(Stored data)
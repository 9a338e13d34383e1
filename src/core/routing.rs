// Escalation routing: turns a fired trigger into a concrete
// notification draft, or drops it when the required role is not
// assigned on the record.

use chrono::{TimeZone, Utc};

use super::model::{EpochMillis, NotificationDraft, Obligation, ObligationKind, UserId};
use super::triggers::{FiredTrigger, RecipientRole, TriggerKind};

/// Resolve the recipient and templates for a fired trigger.
///
/// Recipients come only from the record's own ids; an absent role (e.g.
/// no decision-maker assigned yet) drops the trigger silently.
pub fn route(obligation: &Obligation, fired: &FiredTrigger) -> Option<NotificationDraft> {
    let recipient_id = resolve_recipient(obligation, &fired.role)?;
    let (title, message) = templates(obligation, &fired.kind);

    Some(NotificationDraft {
        recipient_id,
        origin: obligation.kind.into(),
        title,
        message,
        source_id: obligation.id.clone(),
        event_key: fired.key.clone(),
    })
}

fn resolve_recipient(obligation: &Obligation, role: &RecipientRole) -> Option<UserId> {
    match role {
        RecipientRole::Responsible => obligation.responsible_id.clone(),
        RecipientRole::Owner => Some(obligation.owner_id.clone()),
        RecipientRole::Viewer(id) => Some(id.clone()),
    }
}

fn templates(obligation: &Obligation, kind: &TriggerKind) -> (String, String) {
    let subject = &obligation.title;
    match (obligation.kind, kind) {
        (ObligationKind::Task, TriggerKind::DueSoon) => (
            "Task due soon".to_string(),
            format!("\"{}\" is due {}", subject, due_text(obligation.due_at)),
        ),
        (ObligationKind::Task, TriggerKind::Overdue) => (
            "Task overdue".to_string(),
            format!("\"{}\" was due {}", subject, due_text(obligation.due_at)),
        ),
        (ObligationKind::Invoice, TriggerKind::DueSoon) => (
            "Invoice due soon".to_string(),
            format!("Invoice \"{}\" is due {}", subject, due_text(obligation.due_at)),
        ),
        (ObligationKind::Invoice, TriggerKind::Overdue) => (
            "Invoice overdue".to_string(),
            format!("Invoice \"{}\" was due {}", subject, due_text(obligation.due_at)),
        ),
        (ObligationKind::Approval, TriggerKind::DueSoon) => (
            "Decision due soon".to_string(),
            format!("\"{}\" needs your decision {}", subject, due_text(obligation.due_at)),
        ),
        (ObligationKind::Approval, TriggerKind::Overdue) => (
            "Decision overdue".to_string(),
            format!("\"{}\" was due {}", subject, due_text(obligation.due_at)),
        ),
        (ObligationKind::Approval, TriggerKind::Stalled { hours: 48 }) => (
            "Approval pending".to_string(),
            format!("\"{}\": assignee has not responded", subject),
        ),
        (ObligationKind::Approval, TriggerKind::Stalled { hours: 72 }) => (
            "Approval stalled".to_string(),
            format!("\"{}\": assignee has not decided", subject),
        ),
        (ObligationKind::Approval, TriggerKind::Stalled { .. }) => (
            "Approval reminder".to_string(),
            format!("\"{}\" is still awaiting your decision", subject),
        ),
        (_, TriggerKind::Stalled { hours }) => (
            "Still open".to_string(),
            format!("\"{}\" has been open for over {} hours", subject, hours),
        ),
    }
}

/// Human-readable due date for message text.
fn due_text(due_at: Option<EpochMillis>) -> String {
    due_at
        .and_then(|ms| Utc.timestamp_millis_opt(ms).single())
        .map(|at| format!("on {}", at.format("%Y-%m-%d %H:%M UTC")))
        .unwrap_or_else(|| "soon".to_string())
}

#[cfg(test)]
mod tests {
    use super::*;
    use crate::core::model::{ObligationStatus, Origin};

    fn make_obligation(kind: ObligationKind) -> Obligation {
        Obligation {
            id: "ob-1".to_string(),
            owner_id: "owner".to_string(),
            responsible_id: Some("resp".to_string()),
            viewer_ids: vec!["v1".to_string()],
            created_at: 1_700_000_000_000,
            due_at: Some(1_700_086_400_000),
            status: ObligationStatus::Open,
            title: "Quarterly review".to_string(),
            kind,
        }
    }

    fn fired(kind: TriggerKind, role: RecipientRole) -> FiredTrigger {
        FiredTrigger {
            kind,
            key: "task:ob-1:dueSoon:1700086400000".to_string(),
            role,
        }
    }

    #[test]
    fn test_task_due_soon_goes_to_responsible() {
        let ob = make_obligation(ObligationKind::Task);
        let draft = route(&ob, &fired(TriggerKind::DueSoon, RecipientRole::Responsible)).unwrap();

        assert_eq!(draft.recipient_id, "resp");
        assert_eq!(draft.origin, Origin::Task);
        assert_eq!(draft.title, "Task due soon");
        assert!(draft.message.contains("Quarterly review"));
        assert!(draft.message.contains("2023-11-15"));
        assert_eq!(draft.source_id, "ob-1");
    }

    #[test]
    fn test_invoice_overdue_goes_to_owner() {
        let ob = make_obligation(ObligationKind::Invoice);
        let draft = route(&ob, &fired(TriggerKind::Overdue, RecipientRole::Owner)).unwrap();

        assert_eq!(draft.recipient_id, "owner");
        assert_eq!(draft.title, "Invoice overdue");
    }

    #[test]
    fn test_missing_responsible_drops_silently() {
        let mut ob = make_obligation(ObligationKind::Approval);
        ob.responsible_id = None;

        let result = route(&ob, &fired(TriggerKind::DueSoon, RecipientRole::Responsible));
        assert!(result.is_none());
    }

    #[test]
    fn test_viewer_escalation_addresses_that_viewer() {
        let ob = make_obligation(ObligationKind::Approval);
        let draft = route(
            &ob,
            &fired(
                TriggerKind::Stalled { hours: 72 },
                RecipientRole::Viewer("v1".to_string()),
            ),
        )
        .unwrap();

        assert_eq!(draft.recipient_id, "v1");
        assert!(draft.message.contains("assignee has not decided"));
    }

    #[test]
    fn test_approval_stall_messages_per_tier() {
        let ob = make_obligation(ObligationKind::Approval);

        let reminder = route(
            &ob,
            &fired(TriggerKind::Stalled { hours: 24 }, RecipientRole::Responsible),
        )
        .unwrap();
        assert!(reminder.message.contains("awaiting your decision"));

        let requester = route(
            &ob,
            &fired(TriggerKind::Stalled { hours: 48 }, RecipientRole::Owner),
        )
        .unwrap();
        assert_eq!(requester.recipient_id, "owner");
        assert!(requester.message.contains("has not responded"));
    }
}
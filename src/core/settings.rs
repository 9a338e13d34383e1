use std::collections::HashMap;
use std::fs;
use std::io;
use std::path::PathBuf;

use serde::{Deserialize, Serialize};

use super::model::{EpochMillis, ObligationKind, UserId};

/// Allowed range for the due-soon window, in hours.
const MIN_WINDOW_HOURS: i64 = 1;
const MAX_WINDOW_HOURS: i64 = 168;

const MS_PER_HOUR: i64 = 3_600_000;

/// Per-user notification settings.
#[derive(Debug, Clone, Serialize, Deserialize)]
pub struct NotifySettings {
    /// How far ahead of a deadline the due-soon reminder fires, in hours.
    pub due_soon_window_hours: i64,
    /// When false, overdue triggers are suppressed entirely.
    pub enable_overdue_alerts: bool,
    /// Optional per-kind window overrides.
    #[serde(default)]
    pub kind_window_hours: HashMap<ObligationKind, i64>,
}

impl Default for NotifySettings {
    fn default() -> Self {
        Self {
            due_soon_window_hours: 24,
            enable_overdue_alerts: true,
            kind_window_hours: HashMap::new(),
        }
    }
}

impl NotifySettings {
    /// Resolve the due-soon window for an obligation kind, in milliseconds.
    /// Out-of-range hour values are clamped to [1, 168] rather than rejected.
    pub fn due_soon_window_ms(&self, kind: ObligationKind) -> EpochMillis {
        let hours = self
            .kind_window_hours
            .get(&kind)
            .copied()
            .unwrap_or(self.due_soon_window_hours);
        hours.clamp(MIN_WINDOW_HOURS, MAX_WINDOW_HOURS) * MS_PER_HOUR
    }
}

/// Loads and saves per-user settings files under a data directory.
pub struct SettingsStore {
    data_dir: PathBuf,
}

impl SettingsStore {
    pub fn new(data_dir: PathBuf) -> Self {
        Self { data_dir }
    }

    fn settings_path(&self, user_id: &str) -> PathBuf {
        self.data_dir.join(format!("settings_{}.json", user_id))
    }

    /// Load a user's settings, falling back to defaults if the file is
    /// missing or unreadable.
    pub fn load(&self, user_id: &UserId) -> NotifySettings {
        let path = self.settings_path(user_id);
        if path.exists() {
            if let Ok(content) = fs::read_to_string(&path) {
                if let Ok(settings) = serde_json::from_str(&content) {
                    return settings;
                }
            }
        }
        NotifySettings::default()
    }

    pub fn save(&self, user_id: &UserId, settings: &NotifySettings) -> io::Result<()> {
        fs::create_dir_all(&self.data_dir)?;
        let content = serde_json::to_string_pretty(settings)?;
        fs::write(self.settings_path(user_id), content)
    }
}
use chrono::Utc;
use serde::{Deserialize, Serialize};

pub type UserId = String;
pub type ObligationId = String;

/// Milliseconds since the Unix epoch. All trigger arithmetic is done on
/// these integers; differences may be negative.
pub type EpochMillis = i64;

/// Current wall-clock time in epoch milliseconds.
pub fn now_ms() -> EpochMillis {
    Utc::now().timestamp_millis()
}

/// Source collection an obligation came from. Routes trigger thresholds
/// and notification templates.
#[derive(Clone, Copy, Debug, PartialEq, Eq, Hash, Serialize, Deserialize)]
#[serde(rename_all = "lowercase")]
pub enum ObligationKind {
    Task,
    Invoice,
    Approval,
}

impl ObligationKind {
    pub fn as_str(self) -> &'static str {
        match self {
            Self::Task => "task",
            Self::Invoice => "invoice",
            Self::Approval => "approval",
        }
    }
}

#[derive(Clone, Copy, Debug, PartialEq, Eq, Serialize, Deserialize)]
#[serde(rename_all = "lowercase")]
pub enum ObligationStatus {
    Open,
    Resolved,
}

/// How an observing user relates to an obligation record. Each active
/// filter carries one relation; a record matching several filters gets
/// the union of their relations.
#[derive(Clone, Copy, Debug, PartialEq, Eq, Hash)]
pub enum Relation {
    Owner,
    Responsible,
    Viewer,
}

/// An obligation record as delivered by the entity store's change feed.
/// Field names mirror the store's wire shape.
#[derive(Clone, Debug, Serialize, Deserialize)]
#[serde(rename_all = "camelCase")]
pub struct Obligation {
    pub id: ObligationId,
    pub owner_id: UserId,
    #[serde(default)]
    pub responsible_id: Option<UserId>,
    #[serde(default)]
    pub viewer_ids: Vec<UserId>,
    pub created_at: EpochMillis,
    #[serde(default)]
    pub due_at: Option<EpochMillis>,
    pub status: ObligationStatus,
    pub title: String,
    pub kind: ObligationKind,
}

impl Obligation {
    pub fn is_open(&self) -> bool {
        self.status == ObligationStatus::Open
    }
}

/// Where a notification originated. Obligation kinds map 1:1; Mail and
/// Team notifications are appended by other parts of the application
/// through the same sink.
#[derive(Clone, Copy, Debug, PartialEq, Eq, Serialize, Deserialize)]
#[serde(rename_all = "lowercase")]
pub enum Origin {
    Task,
    Invoice,
    Approval,
    Mail,
    Team,
}

impl From<ObligationKind> for Origin {
    fn from(kind: ObligationKind) -> Self {
        match kind {
            ObligationKind::Task => Self::Task,
            ObligationKind::Invoice => Self::Invoice,
            ObligationKind::Approval => Self::Approval,
        }
    }
}

/// A notification before the sink assigns its id and creation timestamp.
#[derive(Clone, Debug, PartialEq)]
pub struct NotificationDraft {
    pub recipient_id: UserId,
    pub origin: Origin,
    pub title: String,
    pub message: String,
    /// Back-reference to the obligation that produced this notification.
    pub source_id: ObligationId,
    /// The idempotency key of the fired trigger, for deep-links and
    /// future dedup lookups.
    pub event_key: String,
}

/// An immutable record in a recipient's inbox.
#[derive(Clone, Debug, Serialize, Deserialize)]
#[serde(rename_all = "camelCase")]
pub struct Notification {
    pub id: u64,
    pub recipient_id: UserId,
    pub created_at: EpochMillis,
    pub unread: bool,
    pub origin: Origin,
    pub title: String,
    pub message: String,
    pub source_id: ObligationId,
    pub event_key: String,
}

#[cfg(test)]
mod tests {
    use super::*;

    #[test]
    fn test_obligation_wire_shape() {
        let json = r#"{
            "id": "t-1",
            "ownerId": "alice",
            "responsibleId": "bob",
            "viewerIds": ["carol"],
            "createdAt": 1700000000000,
            "dueAt": 1700086400000,
            "status": "open",
            "title": "File the report",
            "kind": "task"
        }"#;

        let ob: Obligation = serde_json::from_str(json).unwrap();
        assert_eq!(ob.owner_id, "alice");
        assert_eq!(ob.responsible_id.as_deref(), Some("bob"));
        assert_eq!(ob.kind, ObligationKind::Task);
        assert!(ob.is_open());
    }

    #[test]
    fn test_optional_fields_default() {
        // A pure approval-wait has no deadline and may have no viewers.
        let json = r#"{
            "id": "a-1",
            "ownerId": "alice",
            "createdAt": 1700000000000,
            "status": "open",
            "title": "Sign-off request",
            "kind": "approval"
        }"#;

        let ob: Obligation = serde_json::from_str(json).unwrap();
        assert!(ob.due_at.is_none());
        assert!(ob.responsible_id.is_none());
        assert!(ob.viewer_ids.is_empty());
    }

    #[test]
    fn test_missing_created_at_is_rejected() {
        let json = r#"{
            "id": "t-2",
            "ownerId": "alice",
            "status": "open",
            "title": "Broken record",
            "kind": "task"
        }"#;

        assert!(serde_json::from_str::<Obligation>(json).is_err());
    }
}
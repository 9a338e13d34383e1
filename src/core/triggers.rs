// Trigger evaluation for obligation records.
//
// Evaluation is a pure function of the record, the observing user's
// settings and relations, and the current time. Firing state lives in
// the fired-key store, not here.

use std::collections::HashSet;

use super::model::{EpochMillis, Obligation, ObligationKind, Relation, UserId};
use super::settings::NotifySettings;

const MS_PER_HOUR: i64 = 3_600_000;

/// A time-relative condition that can fire for an obligation.
#[derive(Clone, Debug, PartialEq, Eq)]
pub enum TriggerKind {
    /// The deadline is within the configured window.
    DueSoon,
    /// The deadline has passed.
    Overdue,
    /// The obligation has been open longer than the tier threshold.
    Stalled { hours: i64 },
}

/// Who a fired trigger should be delivered to. The router resolves the
/// role against the record's actual ids.
#[derive(Clone, Debug, PartialEq, Eq)]
pub enum RecipientRole {
    Responsible,
    Owner,
    Viewer(UserId),
}

/// A trigger condition that is currently true for an obligation.
#[derive(Clone, Debug, PartialEq, Eq)]
pub struct FiredTrigger {
    pub kind: TriggerKind,
    /// Idempotency key: one notification per distinct key, ever.
    pub key: String,
    pub role: RecipientRole,
}

/// Recipient rule for a stall tier.
#[derive(Clone, Copy)]
enum TierRecipient {
    Responsible,
    Owner,
    /// One notification per viewer id, each with its own key.
    Viewers,
}

/// An elapsed-time threshold with its own recipient rule, registered
/// per (kind, relation) pair.
struct StallTier {
    hours: i64,
    recipient: TierRecipient,
}

/// Context for one evaluation pass.
pub struct TriggerContext<'a> {
    pub obligation: &'a Obligation,
    /// Relations the observing user has to this record, unioned across
    /// all matching filters.
    pub relations: &'a HashSet<Relation>,
    pub settings: &'a NotifySettings,
}

/// Stall tiers for an obligation kind, seen from one query direction.
///
/// The decision-maker side of an approval carries the 24h reminder and
/// the 72h viewer escalation; the requester side carries its own 48h
/// escalation. Invoices stall only against their due date.
fn stall_tiers(kind: ObligationKind, relation: Relation) -> &'static [StallTier] {
    const RESPONSIBLE_TIERS: &[StallTier] = &[
        StallTier {
            hours: 24,
            recipient: TierRecipient::Responsible,
        },
        StallTier {
            hours: 72,
            recipient: TierRecipient::Viewers,
        },
    ];
    const REQUESTER_TIERS: &[StallTier] = &[StallTier {
        hours: 48,
        recipient: TierRecipient::Owner,
    }];

    match (kind, relation) {
        (ObligationKind::Task | ObligationKind::Approval, Relation::Responsible) => {
            RESPONSIBLE_TIERS
        }
        (ObligationKind::Approval, Relation::Owner) => REQUESTER_TIERS,
        _ => &[],
    }
}

/// The primary recipient of due-soon and overdue notifications.
/// Invoices have no separate responsible concept; the owner is notified.
fn primary_role(kind: ObligationKind) -> RecipientRole {
    match kind {
        ObligationKind::Task | ObligationKind::Approval => RecipientRole::Responsible,
        ObligationKind::Invoice => RecipientRole::Owner,
    }
}

fn key_for(obligation: &Obligation, trigger: &str, epoch: EpochMillis) -> String {
    // The kind prefix keeps ids from different source collections apart.
    format!(
        "{}:{}:{}:{}",
        obligation.kind.as_str(),
        obligation.id,
        trigger,
        epoch
    )
}

/// Compute the set of currently-true triggers for one obligation.
pub fn evaluate_triggers(ctx: &TriggerContext, now: EpochMillis) -> Vec<FiredTrigger> {
    let obligation = ctx.obligation;
    let mut fired = Vec::new();

    // Resolved obligations never produce new notifications.
    if !obligation.is_open() {
        return fired;
    }

    // Deadline-relative triggers. A missing dueAt is a valid state
    // (pure approval-wait), not an error.
    if let Some(due_at) = obligation.due_at {
        let delta = due_at - now;
        let window = ctx.settings.due_soon_window_ms(obligation.kind);

        if delta >= 0 && delta <= window {
            fired.push(FiredTrigger {
                kind: TriggerKind::DueSoon,
                key: key_for(obligation, "dueSoon", due_at),
                role: primary_role(obligation.kind),
            });
        }
        if delta < 0 && ctx.settings.enable_overdue_alerts {
            fired.push(FiredTrigger {
                kind: TriggerKind::Overdue,
                key: key_for(obligation, "overdue", due_at),
                role: primary_role(obligation.kind),
            });
        }
    }

    // Elapsed-time stall tiers, keyed on createdAt.
    let elapsed = now - obligation.created_at;
    for relation in ctx.relations {
        for tier in stall_tiers(obligation.kind, *relation) {
            if elapsed <= tier.hours * MS_PER_HOUR {
                continue;
            }
            let trigger = format!("stalled{}", tier.hours);
            match tier.recipient {
                TierRecipient::Viewers => {
                    // One fired trigger per viewer, each with its own key,
                    // so a viewer added after the threshold still gets
                    // exactly one notification on the next cycle.
                    for viewer in &obligation.viewer_ids {
                        let mut key = key_for(obligation, &trigger, obligation.created_at);
                        key.push(':');
                        key.push_str(viewer);
                        fired.push(FiredTrigger {
                            kind: TriggerKind::Stalled { hours: tier.hours },
                            key,
                            role: RecipientRole::Viewer(viewer.clone()),
                        });
                    }
                }
                TierRecipient::Responsible | TierRecipient::Owner => {
                    let role = match tier.recipient {
                        TierRecipient::Responsible => RecipientRole::Responsible,
                        _ => RecipientRole::Owner,
                    };
                    fired.push(FiredTrigger {
                        kind: TriggerKind::Stalled { hours: tier.hours },
                        key: key_for(obligation, &trigger, obligation.created_at),
                        role,
                    });
                }
            }
        }
    }

    fired
}
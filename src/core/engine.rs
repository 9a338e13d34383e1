// Per-user evaluation pipeline: triggers -> fired-key dedup -> routing.
//
// The engine plans notifications; the caller appends them to the sink
// and confirms each key only after its append succeeded, keeping the
// mark-after-write ordering that bounds crash duplicates to one.

use std::collections::{HashMap, HashSet};
use std::io;
use std::path::PathBuf;

use super::fired::FiredStore;
use super::model::{
    EpochMillis, NotificationDraft, Obligation, ObligationId, ObligationKind, Relation, UserId,
};
use super::routing;
use super::settings::NotifySettings;
use super::triggers::{evaluate_triggers, TriggerContext};

/// A notification the engine decided to send, paired with the key that
/// must be marked once the append is durable.
#[derive(Clone, Debug)]
pub struct PlannedNotification {
    pub key: String,
    pub draft: NotificationDraft,
}

/// An obligation as seen by one user in one cycle: the record plus the
/// union of relations across all filters it matched.
pub type ObservedObligation = (Obligation, HashSet<Relation>);

pub struct NotifyEngine {
    user_id: UserId,
    settings: NotifySettings,
    fired: FiredStore,
}

impl NotifyEngine {
    pub fn new(user_id: UserId, settings: NotifySettings, data_dir: PathBuf) -> Self {
        Self {
            user_id,
            settings,
            fired: FiredStore::new(data_dir),
        }
    }

    pub fn user_id(&self) -> &UserId {
        &self.user_id
    }

    /// Swap in new settings (hot-reload friendly).
    pub fn update_settings(&mut self, settings: NotifySettings) {
        self.settings = settings;
    }

    /// Evaluate one merged batch and return the notifications to send.
    /// Already-fired keys are dropped; resolved records prune their keys.
    pub fn plan_cycle(
        &mut self,
        observed: &[ObservedObligation],
        now: EpochMillis,
    ) -> Vec<PlannedNotification> {
        let mut planned = Vec::new();
        let mut seen_this_cycle = HashSet::new();

        for (obligation, relations) in observed {
            if !obligation.is_open() {
                if let Err(e) = self.prune_resolved(obligation) {
                    log::warn!(
                        "Failed to prune fired keys for {}: {}",
                        obligation.id,
                        e
                    );
                }
                continue;
            }

            let ctx = TriggerContext {
                obligation,
                relations,
                settings: &self.settings,
            };
            for fired in evaluate_triggers(&ctx, now) {
                if self.fired.has_fired(&self.user_id, &fired.key) {
                    continue;
                }
                if !seen_this_cycle.insert(fired.key.clone()) {
                    continue;
                }
                if let Some(draft) = routing::route(obligation, &fired) {
                    planned.push(PlannedNotification {
                        key: fired.key,
                        draft,
                    });
                }
            }
        }

        planned
    }

    /// Record a key as fired. Call only after the notification has been
    /// durably appended.
    pub fn confirm_fired(&mut self, key: &str, now: EpochMillis) -> io::Result<()> {
        self.fired.mark_fired(&self.user_id, key, now)
    }

    fn prune_resolved(&mut self, obligation: &Obligation) -> io::Result<()> {
        let prefix = format!("{}:{}:", obligation.kind.as_str(), obligation.id);
        self.fired.prune_prefix(&self.user_id, &prefix)
    }
}

/// Merge per-filter batches into one record set per (kind, id), with
/// the relation union. A user who is both owner and viewer of a record
/// is evaluated once. Malformed records are skipped with a warning.
pub fn merge_batches(
    filters: &[(Relation, Vec<serde_json::Value>)],
) -> Vec<ObservedObligation> {
    let mut merged: HashMap<(ObligationKind, ObligationId), ObservedObligation> = HashMap::new();

    for (relation, records) in filters {
        for record in records {
            let obligation: Obligation = match serde_json::from_value(record.clone()) {
                Ok(ob) => ob,
                Err(e) => {
                    log::warn!("Skipping malformed obligation record: {}", e);
                    continue;
                }
            };
            let key = (obligation.kind, obligation.id.clone());
            let entry = merged
                .entry(key)
                .or_insert_with(|| (obligation.clone(), HashSet::new()));
            // Later deliveries carry the freshest copy of the record.
            entry.0 = obligation;
            entry.1.insert(*relation);
        }
    }

    merged.into_values().collect()
}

EXERCISE — Of all the entries above, how many lines contain the string "routing"? Answer with the number only.

ANSWER TO THE EXERCISE — 5